What common psychological issues come up?
LW: There’s the “my body your baby/my baby your body” issue. It’s the intended parents’ baby and the surrogate’s body. I like to talk about prenatal care preferences in advance. Do the intended parents have any strong preferences?
Is what to eat in the contract?
LW: During matching, we touch on the dietary stuff. I use the example with surrogates and parents: ‘We don’t want the surrogate eating a slice of pizza and the intended parents to see and be aghast that she’s eating pizza while pregnant.' We make sure everyone is on the same page up front.
Do you find that a surrogate will feel a connection to the child she’s carrying, even though it’s not genetically hers?
KW: Imagine what an intimate relationship it is for that surrogate to carry that fetus for all of that time. Ideally, we hope there is an attachment — and a warmth and a connection between surrogates and babies, and that’s not problematic.
LW: [The surrogate’s] connected in that she’s carried the child, but when assessing surrogates, if you speak with someone who uses terms like ‘my baby’ or ‘my child,’ that’s a red flag.
How do controversies around surrogacy — like the recent events where an Australian couple reportedly abandoned a baby born to their surrogate because he had Down syndrome — affect what you do?

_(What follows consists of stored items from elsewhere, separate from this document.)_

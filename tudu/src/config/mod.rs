//! Configuration system for the `tudu` client.
//!
//! Supports layered configuration with the following priority (highest first):
//! 1. CLI arguments
//! 2. Environment variables (via clap `env` attribute)
//! 3. TOML config file (`~/.config/tudu/config.toml`)
//! 4. Compiled defaults
//!
//! Missing config file is not an error (defaults are used). An explicit
//! `--config` path that doesn't exist is an error.

use std::path::PathBuf;
use std::time::Duration;

/// Errors that can occur when loading configuration.
#[derive(Debug, thiserror::Error)]
pub enum ConfigError {
    /// Failed to read the configuration file.
    #[error("failed to read config file {path}: {source}")]
    ReadFile {
        /// Path that was attempted.
        path: PathBuf,
        /// Underlying I/O error.
        source: std::io::Error,
    },

    /// Failed to parse the TOML configuration.
    #[error("failed to parse config file: {0}")]
    ParseToml(#[from] toml::de::Error),
}

// ---------------------------------------------------------------------------
// TOML file structs (all fields Option for partial overrides)
// ---------------------------------------------------------------------------

/// Top-level TOML config file structure.
#[derive(Debug, Default, serde::Deserialize)]
#[serde(default)]
struct ConfigFile {
    ui: UiFileConfig,
}

/// `[ui]` section of the config file.
#[derive(Debug, Default, serde::Deserialize)]
#[serde(default)]
struct UiFileConfig {
    poll_timeout_ms: Option<u64>,
    title: Option<String>,
    placeholder: Option<String>,
    mouse: Option<bool>,
}

// ---------------------------------------------------------------------------
// Resolved configuration (concrete types, all fields populated)
// ---------------------------------------------------------------------------

/// Fully resolved client configuration.
#[derive(Debug, Clone, PartialEq, Eq)]
pub struct ClientConfig {
    /// Poll timeout for the TUI event loop.
    pub poll_timeout: Duration,
    /// Heading shown in the title bar.
    pub title: String,
    /// Placeholder shown in the empty task input.
    pub placeholder: String,
    /// Whether to capture mouse clicks.
    pub mouse: bool,
}

impl Default for ClientConfig {
    fn default() -> Self {
        Self {
            poll_timeout: Duration::from_millis(50),
            title: "To-Do List".to_string(),
            placeholder: "Add a new task...".to_string(),
            mouse: true,
        }
    }
}

impl ClientConfig {
    /// Load configuration by merging CLI args, env vars, and a TOML file.
    ///
    /// If `--config` is given and the file does not exist, returns an error.
    /// If no `--config` is given, the default path
    /// (`~/.config/tudu/config.toml`) is tried and silently ignored if missing.
    ///
    /// # Errors
    ///
    /// Returns [`ConfigError`] if the config file cannot be read or parsed.
    pub fn load(cli: &CliArgs) -> Result<Self, ConfigError> {
        let file = load_config_file(cli.config.as_deref())?;
        Ok(Self::resolve(cli, &file))
    }

    /// Resolve from CLI args and compiled defaults alone, for when the
    /// config file could not be loaded.
    #[must_use]
    pub fn from_cli(cli: &CliArgs) -> Self {
        Self::resolve(cli, &ConfigFile::default())
    }

    /// Resolve a `ClientConfig` from CLI args and a parsed config file.
    ///
    /// Priority: CLI > file > default.
    #[must_use]
    fn resolve(cli: &CliArgs, file: &ConfigFile) -> Self {
        let defaults = Self::default();

        Self {
            poll_timeout: file
                .ui
                .poll_timeout_ms
                .map_or(defaults.poll_timeout, Duration::from_millis),
            title: cli
                .title
                .clone()
                .or_else(|| file.ui.title.clone())
                .unwrap_or(defaults.title),
            placeholder: file
                .ui
                .placeholder
                .clone()
                .unwrap_or(defaults.placeholder),
            mouse: !cli.no_mouse && file.ui.mouse.unwrap_or(defaults.mouse),
        }
    }
}

/// CLI arguments parsed by clap.
#[derive(clap::Parser, Debug, Default)]
#[command(version, about = "Terminal-native single-screen to-do list")]
pub struct CliArgs {
    /// Path to config file (default: `~/.config/tudu/config.toml`).
    #[arg(short, long)]
    pub config: Option<PathBuf>,

    /// Heading shown above the task list.
    #[arg(long)]
    pub title: Option<String>,

    /// Disable mouse capture (keyboard only).
    #[arg(long)]
    pub no_mouse: bool,

    /// Log level filter (trace, debug, info, warn, error).
    #[arg(long, default_value = "info", env = "TUDU_LOG")]
    pub log_level: String,

    /// Path to log file (default: `$TMPDIR/tudu.log`).
    #[arg(long)]
    pub log_file: Option<PathBuf>,
}

// ---------------------------------------------------------------------------
// Internal helpers
// ---------------------------------------------------------------------------

/// Load and parse a TOML config file.
///
/// If `explicit_path` is `Some`, the file must exist (error if not).
/// If `explicit_path` is `None`, the default path is tried and missing file
/// is treated as empty config.
fn load_config_file(explicit_path: Option<&std::path::Path>) -> Result<ConfigFile, ConfigError> {
    let path = if let Some(p) = explicit_path {
        let contents = std::fs::read_to_string(p).map_err(|e| ConfigError::ReadFile {
            path: p.to_path_buf(),
            source: e,
        })?;
        return Ok(toml::from_str(&contents)?);
    } else {
        let Some(config_dir) = dirs::config_dir() else {
            return Ok(ConfigFile::default());
        };
        config_dir.join("tudu").join("config.toml")
    };

    match std::fs::read_to_string(&path) {
        Ok(contents) => Ok(toml::from_str(&contents)?),
        Err(e) if e.kind() == std::io::ErrorKind::NotFound => Ok(ConfigFile::default()),
        Err(e) => Err(ConfigError::ReadFile { path, source: e }),
    }
}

KW: Human beings do unbelievable, sometimes awful things. Surrogacy is not exempt. People are temporarily hesitant about flying after a plane crash, but then people fly again. The desire to have a family is so visceral and important, if the technology is available and you can find a way to do it that matches with your own compass, morally and ethically, you go forward.
What’s the best part of your job?
KW: It’s especially rewarding to help families who were devastated by the inability to have a child, or who have experienced loss, or gay fathers who may have once thought they’d never be able to become parents.
LW: We build families. Quite literally. We now have clients whose children are seven, eight, nine years old. Unique people are in the world because of us.